“Já
não existem mais os líderes”
ENTREVISTA/
Mércia Albuquerque
Ela é considerada uma das pessoas
que mais defendeu presos políticos durante a ditadura militar.
Por isso, na afixação da placa “Recanto da Anistia”, no Mustang,
a advogada Mércia Albuquerque, 65 anos recebeu uma homenagem especial.
JORNAL DO COMMERCIO – Como era o
trabalho de defender presos políticos numa época de tanta repressão?
MÉRCIA ALBUQUERQUE – Em Pernambuco, fui a única mulher a defender
presos políticos. No meu trabalho me dedicava ao menor. Mas houve
o Golpe militar e, certo dia, assisti a Gregório Bezerra ser espancado
pelas ruas de Casa Forte. Fiquei horrorizada e decidi ajudar aquele
homem. Considero que o presidente mais assassino, mais cruel que
o Brasil teve naquela época foi Médici. Ninguém foi tão violento
quanto ele.
JC – Alem de Gregório, quem mais
a senhora defendeu? Mércia – O governador de Alagoas, Ronaldo
Lessa, os deputados Tomás Nonô e Aldo Arantes. Em Pernambuco,
fui advogada de Odijas de Carvalho, Ruy Frasão, e tantos outros.
JC – O que mais a movia a fazer esse
trabalho? Mércia – Sou sensível. Tudo era difícil naquela época
e me comovia. Era espiritualista. Só depois foi que tive formação
pelo Partidão (PCB), mas não me restringia a defender só os seus
filiados.
JC – A senhora chegou a ser presa?
Mércia – Fui presa sete vezes. A mais violenta foi feita por Chico
Monteiro, que era dono de uma padaria e fazia parte do grupo de
civis que atuava em favor da ditadura. Depois de rodar comigo
das 7 às 3 horas da manhã, eles me soltaram na zona da Rio Branco,
que naquela época era zona mesmo. Chegaram a me prender, certa
vez, quando eu estava com um bebê de seis meses. Enviei uma mensagem
através de uma garrafa para a vizinha do andar de baixo para que
ela tomasse conta do meu filho.
JC – Chegou a se arrepender de alguma
coisa? Mércia – Faria tudo de novo, apesar de ter encontrado no
caminho pessoas incompreensivas. A questão, para mim, deixou de
ser sentimental e passou a ser ideológica.

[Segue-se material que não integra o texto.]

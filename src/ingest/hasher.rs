use std::fmt;

/// 128-bit content digest (MD5) of a file's raw bytes.
///
/// Identity only: resumability and the `md5` output field. Never used for
/// anything security related.
#[derive(Debug, Clone, Copy, PartialEq, Eq, Hash)]
pub struct Digest128([u8; 16]);

impl Digest128 {
    /// Lowercase hex, 32 chars.
    #[must_use]
    pub fn to_hex(&self) -> String {
        self.to_string()
    }
}

impl fmt::Display for Digest128 {
    fn fmt(&self, f: &mut fmt::Formatter<'_>) -> fmt::Result {
        fmt::LowerHex::fmt(&md5::Digest(self.0), f)
    }
}

/// Compute the digest of a byte slice. Independent of any decoding outcome.
#[must_use]
pub fn digest(data: &[u8]) -> Digest128 {
    Digest128(md5::compute(data).0)
}

/// Hex digest of an arbitrary string, used to derive stable file names.
#[must_use]
pub fn hash_str(s: &str) -> String {
    digest(s.as_bytes()).to_hex()
}
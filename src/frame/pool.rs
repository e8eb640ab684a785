// Process-wide pool of scratch buffers for frame encoding.
//
// A buffer is checked out as a `PooledBuffer` guard and returned to the pool
// when the guard drops, whichever way the holder exits. The pool keeps at
// most `MAX_IDLE_BUFFERS` idle buffers; extra returns are freed.

use std::ops::{Deref, DerefMut};
use std::sync::{Mutex, OnceLock, PoisonError};

use super::MAX_BUFFER_LEN;

/// Idle buffers retained by a pool.
pub const MAX_IDLE_BUFFERS: usize = 16;

/// A bounded free list of `Vec<u8>` scratch buffers.
///
/// # Example
/// ```
/// use snapkit::frame::BufferPool;
/// static POOL: BufferPool = BufferPool::new(1024);
///
/// {
///     let mut buf = POOL.acquire();
///     buf.extend_from_slice(b"scratch");
/// }
/// assert_eq!(POOL.idle(), 1);
/// ```
#[derive(Debug)]
pub struct BufferPool {
    idle: Mutex<Vec<Vec<u8>>>,
    capacity: usize,
}

impl BufferPool {
    /// Pool handing out buffers with at least `capacity` bytes reserved.
    pub const fn new(capacity: usize) -> Self {
        Self {
            idle: Mutex::new(Vec::new()),
            capacity,
        }
    }

    /// The shared pool used by [`StreamWriter::new`](super::StreamWriter::new).
    pub fn global() -> &'static BufferPool {
        static POOL: OnceLock<BufferPool> = OnceLock::new();
        POOL.get_or_init(|| BufferPool::new(MAX_BUFFER_LEN))
    }

    /// Check out an empty buffer.
    pub fn acquire(&self) -> PooledBuffer<'_> {
        let recycled = self.lock().pop();
        let mut buf = recycled.unwrap_or_else(|| Vec::with_capacity(self.capacity));
        buf.clear();
        PooledBuffer { buf, pool: self }
    }

    /// Number of idle buffers currently held.
    pub fn idle(&self) -> usize {
        self.lock().len()
    }

    /// Minimum capacity of buffers handed out.
    pub fn buffer_capacity(&self) -> usize {
        self.capacity
    }

    fn release(&self, buf: Vec<u8>) {
        if buf.capacity() < self.capacity {
            return;
        }
        let mut idle = self.lock();
        if idle.len() < MAX_IDLE_BUFFERS {
            idle.push(buf);
        }
    }

    // A panic while holding the lock cannot leave the free list inconsistent.
    fn lock(&self) -> std::sync::MutexGuard<'_, Vec<Vec<u8>>> {
        self.idle.lock().unwrap_or_else(PoisonError::into_inner)
    }
}

/// Scoped handle to a pooled buffer. Dereferences to `Vec<u8>`.
#[derive(Debug)]
pub struct PooledBuffer<'a> {
    buf: Vec<u8>,
    pool: &'a BufferPool,
}

impl Deref for PooledBuffer<'_> {
    type Target = Vec<u8>;

    fn deref(&self) -> &Vec<u8> {
        &self.buf
    }
}

impl DerefMut for PooledBuffer<'_> {
    fn deref_mut(&mut self) -> &mut Vec<u8> {
        &mut self.buf
    }
}

impl Drop for PooledBuffer<'_> {
    fn drop(&mut self) {
        self.pool.release(std::mem::take(&mut self.buf));
    }
}
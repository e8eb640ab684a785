// Stream- and file-level helpers around `StreamWriter` / `StreamReader`.
//
// Provides `compress_stream()` / `decompress_stream()` for arbitrary readers
// and writers, and `compress_file()` / `decompress_file()` which add buffered
// file handles. With the `file-io` feature a SHA-256 of the uncompressed data
// is computed as it flows through.

use std::fs::File;
use std::io::{self, BufReader, BufWriter, Read, Write};
use std::path::Path;

#[cfg(feature = "file-io")]
use sha2::Digest;

use crate::error::Result;
use crate::frame::{StreamReader, StreamWriter};

// ---------------------------------------------------------------------------
// Stats
// ---------------------------------------------------------------------------

/// Statistics returned by the compress / decompress helpers.
#[derive(Debug, Clone, Default, PartialEq, Eq)]
#[cfg_attr(feature = "cli", derive(serde::Serialize))]
pub struct StreamStats {
    /// Bytes read from the input.
    pub bytes_in: u64,
    /// Bytes written to the output.
    pub bytes_out: u64,
    /// Data frames written or read.
    pub frames: u64,
    /// Data frames stored compressed.
    pub compressed_frames: u64,
    /// SHA-256 of the uncompressed data (if `file-io` feature is enabled).
    #[cfg_attr(feature = "cli", serde(serialize_with = "serialize_digest"))]
    pub sha256: Option<[u8; 32]>,
}

impl StreamStats {
    /// Output size over input size, or `None` for empty input.
    pub fn ratio(&self) -> Option<f64> {
        (self.bytes_in > 0).then(|| self.bytes_out as f64 / self.bytes_in as f64)
    }

    /// Lowercase hex of the SHA-256 digest, when computed.
    pub fn sha256_hex(&self) -> Option<String> {
        self.sha256.as_ref().map(|d| to_hex(d))
    }
}

fn to_hex(bytes: &[u8]) -> String {
    use std::fmt::Write as _;
    let mut s = String::with_capacity(bytes.len() * 2);
    for b in bytes {
        let _ = write!(s, "{b:02x}");
    }
    s
}

#[cfg(feature = "cli")]
fn serialize_digest<S: serde::Serializer>(
    digest: &Option<[u8; 32]>,
    s: S,
) -> std::result::Result<S::Ok, S::Error> {
    match digest {
        Some(d) => s.serialize_some(&to_hex(d)),
        None => s.serialize_none(),
    }
}

// ---------------------------------------------------------------------------
// Default buffer size
// ---------------------------------------------------------------------------

const BUF_SIZE: usize = 64 * 1024; // 64 KiB

// ---------------------------------------------------------------------------
// Streams
// ---------------------------------------------------------------------------

/// Compress everything from `reader` into a framed stream on `writer`.
pub fn compress_stream<R: Read, W: Write>(mut reader: R, writer: W) -> Result<StreamStats> {
    let mut encoder = StreamWriter::new(writer);

    #[cfg(feature = "file-io")]
    let mut hasher = sha2::Sha256::new();

    let mut buf = vec![0u8; BUF_SIZE];
    loop {
        let n = match reader.read(&mut buf) {
            Ok(0) => break,
            Ok(n) => n,
            Err(e) if e.kind() == io::ErrorKind::Interrupted => continue,
            Err(e) => return Err(e.into()),
        };
        #[cfg(feature = "file-io")]
        hasher.update(&buf[..n]);
        encoder.write_all(&buf[..n])?;
    }
    encoder.close()?;

    #[cfg(feature = "file-io")]
    let sha256 = Some(hasher.finalize().into());
    #[cfg(not(feature = "file-io"))]
    let sha256: Option<[u8; 32]> = None;

    Ok(StreamStats {
        bytes_in: encoder.bytes_in(),
        bytes_out: encoder.bytes_out(),
        frames: encoder.frames_written(),
        compressed_frames: encoder.compressed_frames(),
        sha256,
    })
}

/// Decompress a framed stream from `reader` onto `writer`.
///
/// Output already written when a corrupt frame is found stays written; the
/// error is returned without flushing `writer`.
pub fn decompress_stream<R: Read, W: Write>(reader: R, mut writer: W) -> Result<StreamStats> {
    let mut decoder = StreamReader::new(reader);

    #[cfg(feature = "file-io")]
    let mut hasher = sha2::Sha256::new();

    while let Some(frame) = decoder.read_frame()? {
        #[cfg(feature = "file-io")]
        hasher.update(frame);
        writer.write_all(frame)?;
    }
    writer.flush()?;

    #[cfg(feature = "file-io")]
    let sha256 = Some(hasher.finalize().into());
    #[cfg(not(feature = "file-io"))]
    let sha256: Option<[u8; 32]> = None;

    Ok(StreamStats {
        bytes_in: decoder.bytes_in(),
        bytes_out: decoder.bytes_out(),
        frames: decoder.frames_read(),
        compressed_frames: decoder.compressed_frames(),
        sha256,
    })
}

// ---------------------------------------------------------------------------
// Files
// ---------------------------------------------------------------------------

/// Compress `input_path` into a new framed file at `output_path`.
pub fn compress_file(input_path: &Path, output_path: &Path) -> Result<StreamStats> {
    let input = BufReader::with_capacity(BUF_SIZE, File::open(input_path)?);
    let mut output = BufWriter::with_capacity(BUF_SIZE, File::create(output_path)?);
    let stats = compress_stream(input, &mut output)?;
    output.flush()?;
    Ok(stats)
}

/// Decompress the framed file at `input_path` into `output_path`.
pub fn decompress_file(input_path: &Path, output_path: &Path) -> Result<StreamStats> {
    let input = BufReader::with_capacity(BUF_SIZE, File::open(input_path)?);
    let mut output = BufWriter::with_capacity(BUF_SIZE, File::create(output_path)?);
    let stats = decompress_stream(input, &mut output)?;
    output.flush()?;
    Ok(stats)
}

// ---------------------------------------------------------------------------
// Tests
// ---------------------------------------------------------------------------
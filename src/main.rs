fn main() {
    #[cfg(feature = "cli")]
    snapkit::cli::run();

    #[cfg(not(feature = "cli"))]
    {
        eprintln!("snapkit: CLI not enabled. Rebuild with `--features cli`.");
        std::process::exit(1);
    }
}
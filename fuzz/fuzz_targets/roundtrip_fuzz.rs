#![no_main]
use libfuzzer_sys::fuzz_target;
use snapkit::{StreamReader, StreamWriter, block};
use std::io::{Read, Write};

fuzz_target!(|data: &[u8]| {
    let encoded = block::encode(data);
    assert!(encoded.len() <= block::max_encoded_len(data.len()).unwrap());
    assert_eq!(block::decode(&encoded).unwrap(), data);

    // Split the input at a data-driven point to vary write boundaries.
    let split = data.first().map_or(0, |&b| (b as usize * 311) % (data.len() + 1));
    let mut w = StreamWriter::new(Vec::new());
    w.write_all(&data[..split]).unwrap();
    w.write_all(&data[split..]).unwrap();
    let stream = w.into_inner().unwrap();

    let mut out = Vec::new();
    StreamReader::new(stream.as_slice())
        .read_to_end(&mut out)
        .unwrap();
    assert_eq!(out, data);
});
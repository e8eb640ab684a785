// Stream framing: a sequence of typed, length-prefixed frames carrying
// checksummed blocks.
//
// Every frame starts with a 4-byte header: one type byte followed by the
// payload length as a 24-bit little-endian integer. The stream opens with a
// fixed identifier frame. Data frames carry a 4-byte masked CRC-32C of the
// uncompressed bytes followed by either a block (compressed) or the raw bytes
// (uncompressed).
//
// This module provides:
// - Frame constants and header parsing (`FrameType`, `FrameHeader`)
// - Masked CRC-32C checksums (`checksum`)
// - A process-wide scratch buffer pool (`pool`)
// - An `io::Write` stream encoder (`writer`)
// - An `io::Read` stream decoder (`reader`)

pub mod checksum;
pub mod pool;
pub mod reader;
pub mod writer;

pub use pool::{BufferPool, PooledBuffer};
pub use reader::StreamReader;
pub use writer::{StreamWriter, WriterState};

/// Maximum uncompressed bytes carried by one data frame.
pub const MAX_BLOCK_LEN: usize = 65536;

/// Worst-case encoded size of a `MAX_BLOCK_LEN` block.
pub const MAX_ENCODED_BLOCK_LEN: usize = 76490;

/// Size of the masked checksum at the front of every data frame payload.
pub const CHECKSUM_LEN: usize = 4;

/// Size of a frame header (type + 24-bit length).
pub const HEADER_LEN: usize = 4;

/// Capacity of a scratch buffer able to hold a whole encoded frame.
pub const MAX_BUFFER_LEN: usize = MAX_ENCODED_BLOCK_LEN + CHECKSUM_LEN + HEADER_LEN;

/// Largest payload length a frame header can express.
pub const MAX_FRAME_LEN: usize = (1 << 24) - 1;

/// Body of the stream identifier frame.
pub const MAGIC_BODY: &[u8; 6] = b"sNaPpY";

/// The complete stream identifier frame.
pub const STREAM_MARKER: [u8; 10] = [0xff, 0x06, 0x00, 0x00, b's', b'N', b'a', b'P', b'p', b'Y'];

const TYPE_COMPRESSED: u8 = 0x00;
const TYPE_UNCOMPRESSED: u8 = 0x01;
const TYPE_PADDING: u8 = 0xfe;
const TYPE_STREAM_IDENTIFIER: u8 = 0xff;

// ---------------------------------------------------------------------------
// Frame header
// ---------------------------------------------------------------------------

/// Classification of a frame type byte.
#[derive(Debug, Clone, Copy, PartialEq, Eq)]
pub enum FrameType {
    /// 0x00: checksum + block.
    Compressed,
    /// 0x01: checksum + raw bytes.
    Uncompressed,
    /// 0x02..=0x7f: reserved; a reader must not skip these.
    Reserved(u8),
    /// 0x80..=0xfd: reserved; skipped by readers.
    Skippable(u8),
    /// 0xfe: padding, skipped by readers.
    Padding,
    /// 0xff: stream identifier.
    StreamIdentifier,
}

impl FrameType {
    pub fn from_byte(b: u8) -> Self {
        match b {
            TYPE_COMPRESSED => Self::Compressed,
            TYPE_UNCOMPRESSED => Self::Uncompressed,
            0x02..=0x7f => Self::Reserved(b),
            0x80..=0xfd => Self::Skippable(b),
            TYPE_PADDING => Self::Padding,
            TYPE_STREAM_IDENTIFIER => Self::StreamIdentifier,
        }
    }

    pub fn to_byte(self) -> u8 {
        match self {
            Self::Compressed => TYPE_COMPRESSED,
            Self::Uncompressed => TYPE_UNCOMPRESSED,
            Self::Reserved(b) | Self::Skippable(b) => b,
            Self::Padding => TYPE_PADDING,
            Self::StreamIdentifier => TYPE_STREAM_IDENTIFIER,
        }
    }

    /// Whether a reader discards frames of this type.
    pub fn is_skippable(self) -> bool {
        matches!(self, Self::Skippable(_) | Self::Padding)
    }
}

/// A decoded frame header.
#[derive(Debug, Clone, Copy, PartialEq, Eq)]
pub struct FrameHeader {
    pub frame_type: FrameType,
    /// Payload length in bytes, excluding the header itself.
    pub len: usize,
}

impl FrameHeader {
    pub fn new(frame_type: FrameType, len: usize) -> Self {
        debug_assert!(len <= MAX_FRAME_LEN);
        Self { frame_type, len }
    }

    pub fn parse(bytes: &[u8; HEADER_LEN]) -> Self {
        let [ty, a, b, c] = *bytes;
        Self {
            frame_type: FrameType::from_byte(ty),
            len: u32::from_le_bytes([a, b, c, 0]) as usize,
        }
    }

    pub fn encode(&self) -> [u8; HEADER_LEN] {
        let [a, b, c, _] = (self.len as u32).to_le_bytes();
        [self.frame_type.to_byte(), a, b, c]
    }
}
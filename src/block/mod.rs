// Raw block format: a varint decoded length followed by literal and copy
// chunks.
//
// This module provides:
// - Chunk tag layouts, emitters and a parser (`tag`)
// - The encoder's match table and match extension (`table`)
// - A reusable greedy block encoder (`encoder`)
// - A bounds-checked block decoder with a length ceiling (`decoder`)

pub mod decoder;
pub mod encoder;
pub mod table;
pub mod tag;

pub use decoder::{BlockDecoder, MAX_DECODED_LEN, decode, decode_into, decoded_len};
pub use encoder::{BlockEncoder, encode, encode_into, max_encoded_len};
pub use tag::{Chunk, Chunks};
impl<R: Read> StreamReader<R> {
    pub fn new(inner: R) -> Self {
        Self {
            inner,
            decoder: BlockDecoder::with_max_len(MAX_BLOCK_LEN as u64),
            verify: true,
            started: false,
            finished: false,
            failed: None,
            scratch: Vec::new(),
            data: Vec::with_capacity(MAX_BLOCK_LEN),
            pos: 0,
            bytes_in: 0,
            bytes_out: 0,
            frames_read: 0,
            compressed_frames: 0,
            frames_skipped: 0,
        }
    }

    /// Enable or disable checksum verification (enabled by default).
    pub fn verify_checksums(mut self, verify: bool) -> Self {
        self.verify = verify;
        self
    }

    pub fn get_ref(&self) -> &R {
        &self.inner
    }

    pub fn into_inner(self) -> R {
        self.inner
    }

    /// Framed bytes consumed from the source so far.
    pub fn bytes_in(&self) -> u64 {
        self.bytes_in
    }

    /// Uncompressed bytes decoded so far.
    pub fn bytes_out(&self) -> u64 {
        self.bytes_out
    }

    /// Data frames decoded so far.
    pub fn frames_read(&self) -> u64 {
        self.frames_read
    }

    /// Data frames that were stored compressed.
    pub fn compressed_frames(&self) -> u64 {
        self.compressed_frames
    }

    /// Padding and reserved-skippable frames discarded so far.
    pub fn frames_skipped(&self) -> u64 {
        self.frames_skipped
    }

    /// Decode the next data frame and return its bytes, or `None` at the end
    /// of the stream.
    ///
    /// Bytes of the current frame not yet consumed through [`Read`] are
    /// discarded.
    pub fn read_frame(&mut self) -> Result<Option<&[u8]>> {
        if self.advance()? {
            self.pos = self.data.len();
            Ok(Some(&self.data))
        } else {
            Ok(None)
        }
    }

    /// Load the next data frame into `data`, recording any failure.
    fn advance(&mut self) -> Result<bool> {
        if let Some(err) = &self.failed {
            return Err(err.duplicate());
        }
        if self.finished {
            return Ok(false);
        }
        match self.next_frame() {
            Ok(true) => Ok(true),
            Ok(false) => {
                self.finished = true;
                debug!(
                    "stream ended: {} frames, {} bytes, {} skipped",
                    self.frames_read, self.bytes_out, self.frames_skipped
                );
                Ok(false)
            }
            Err(e) => {
                if e.kind() == ErrorKind::Io {
                    debug!("stream read failed: {e}");
                } else {
                    warn!("rejecting stream after {} frames: {e}", self.frames_read);
                }
                self.failed = Some(e.duplicate());
                self.data.clear();
                self.pos = 0;
                Err(e)
            }
        }
    }

    /// Returns `false` at a clean end of stream.
    fn next_frame(&mut self) -> Result<bool> {
        loop {
            let Some(header) = self.read_header()? else {
                return Ok(false);
            };
            if !self.started && header.frame_type != FrameType::StreamIdentifier {
                return Err(Error::Corrupt("stream does not start with an identifier frame"));
            }
            trace!("frame {:?}: {} byte payload", header.frame_type, header.len);

            match header.frame_type {
                FrameType::StreamIdentifier => {
                    if header.len != MAGIC_BODY.len() {
                        return Err(Error::Corrupt("bad stream identifier length"));
                    }
                    let mut body = [0u8; 6];
                    self.read_payload(&mut body)?;
                    if &body != MAGIC_BODY {
                        return Err(Error::Corrupt("bad stream identifier"));
                    }
                    self.started = true;
                }
                FrameType::Compressed => {
                    if header.len < CHECKSUM_LEN
                        || header.len > MAX_ENCODED_BLOCK_LEN + CHECKSUM_LEN
                    {
                        return Err(Error::Corrupt("bad compressed frame length"));
                    }
                    let expected = self.read_checksum()?;
                    let mut body = std::mem::take(&mut self.scratch);
                    body.resize(header.len - CHECKSUM_LEN, 0);
                    let read = self.read_payload(&mut body);
                    let decoded = read.and_then(|()| self.decode_block(&body));
                    self.scratch = body;
                    decoded?;
                    self.finish_data_frame(expected)?;
                    self.compressed_frames += 1;
                    return Ok(true);
                }
                FrameType::Uncompressed => {
                    if header.len < CHECKSUM_LEN || header.len - CHECKSUM_LEN > MAX_BLOCK_LEN {
                        return Err(Error::Corrupt("bad uncompressed frame length"));
                    }
                    let expected = self.read_checksum()?;
                    let mut data = std::mem::take(&mut self.data);
                    data.clear();
                    data.resize(header.len - CHECKSUM_LEN, 0);
                    let read = self.read_payload(&mut data);
                    self.data = data;
                    read?;
                    self.finish_data_frame(expected)?;
                    return Ok(true);
                }
                FrameType::Reserved(b) => {
                    return Err(Error::Unsupported(format!(
                        "reserved unskippable frame type {b:#04x}"
                    )));
                }
                FrameType::Padding | FrameType::Skippable(_) => {
                    if header.len > MAX_ENCODED_BLOCK_LEN + CHECKSUM_LEN {
                        return Err(Error::Unsupported(format!(
                            "skippable frame of {} bytes exceeds the frame limit",
                            header.len
                        )));
                    }
                    self.skip_payload(header.len)?;
                    self.frames_skipped += 1;
                    debug!("skipped {:?} frame of {} bytes", header.frame_type, header.len);
                }
            }
        }
    }

    /// Decode a compressed body into `data`. Any block-level failure inside
    /// a frame is reported as corruption of the stream.
    fn decode_block(&mut self, body: &[u8]) -> Result<()> {
        match self.decoder.decode_into(&mut self.data, body) {
            Ok(_) => Ok(()),
            Err(Error::TooLarge { .. }) => {
                Err(Error::Corrupt("compressed frame exceeds block size"))
            }
            Err(Error::Unsupported(_)) => {
                Err(Error::Corrupt("compressed frame uses an unsupported chunk"))
            }
            Err(e) => Err(e),
        }
    }

    fn finish_data_frame(&mut self, expected: u32) -> Result<()> {
        if self.verify {
            checksum::verify(expected, &self.data)?;
        }
        self.pos = 0;
        self.frames_read += 1;
        self.bytes_out += self.data.len() as u64;
        Ok(())
    }

    /// Read a frame header. `None` means the source ended exactly at a frame
    /// boundary.
    fn read_header(&mut self) -> Result<Option<FrameHeader>> {
        let mut buf = [0u8; HEADER_LEN];
        let mut filled = 0;
        while filled < HEADER_LEN {
            match self.inner.read(&mut buf[filled..]) {
                Ok(0) => break,
                Ok(n) => filled += n,
                Err(e) if e.kind() == io::ErrorKind::Interrupted => {}
                Err(e) => return Err(e.into()),
            }
        }
        self.bytes_in += filled as u64;
        match filled {
            0 => Ok(None),
            HEADER_LEN => Ok(Some(FrameHeader::parse(&buf))),
            _ => Err(Error::Corrupt("truncated frame header")),
        }
    }

    fn read_checksum(&mut self) -> Result<u32> {
        let mut buf = [0u8; CHECKSUM_LEN];
        self.read_payload(&mut buf)?;
        Ok(u32::from_le_bytes(buf))
    }

    fn read_payload(&mut self, buf: &mut [u8]) -> Result<()> {
        self.inner.read_exact(buf).map_err(|e| match e.kind() {
            io::ErrorKind::UnexpectedEof => Error::Corrupt("truncated frame"),
            _ => e.into(),
        })?;
        self.bytes_in += buf.len() as u64;
        Ok(())
    }

    fn skip_payload(&mut self, len: usize) -> Result<()> {
        let skipped = io::copy(&mut (&mut self.inner).take(len as u64), &mut io::sink())?;
        self.bytes_in += skipped;
        if skipped < len as u64 {
            return Err(Error::Corrupt("truncated frame"));
        }
        Ok(())
    }
}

JC – A senhora freqüentava o bar
Mustang? Mércia – Freqüentava com muitas pessoas procuradas. Às
vezes, até chorava. Descobria os que tinham sido presos e sabia
que seriam assassinados. O Mustang era um reduto para informações.
JC – O fato de ter defendido presos
políticos prejudicou sua carreira? Mércia – Muito. Fui perseguida,
passei em concurso e nunca fui nomeada.
JC – Qual a comparação que a senhora
faz do Brasil da década de 70 e o de hoje? Mércia – Com todos
os defeitos e mazelas de Fernando Henrique Cardoso, o Brasil de
hoje é bem melhor. Pelo menos não temos mais ‘Primavera de Sangue’.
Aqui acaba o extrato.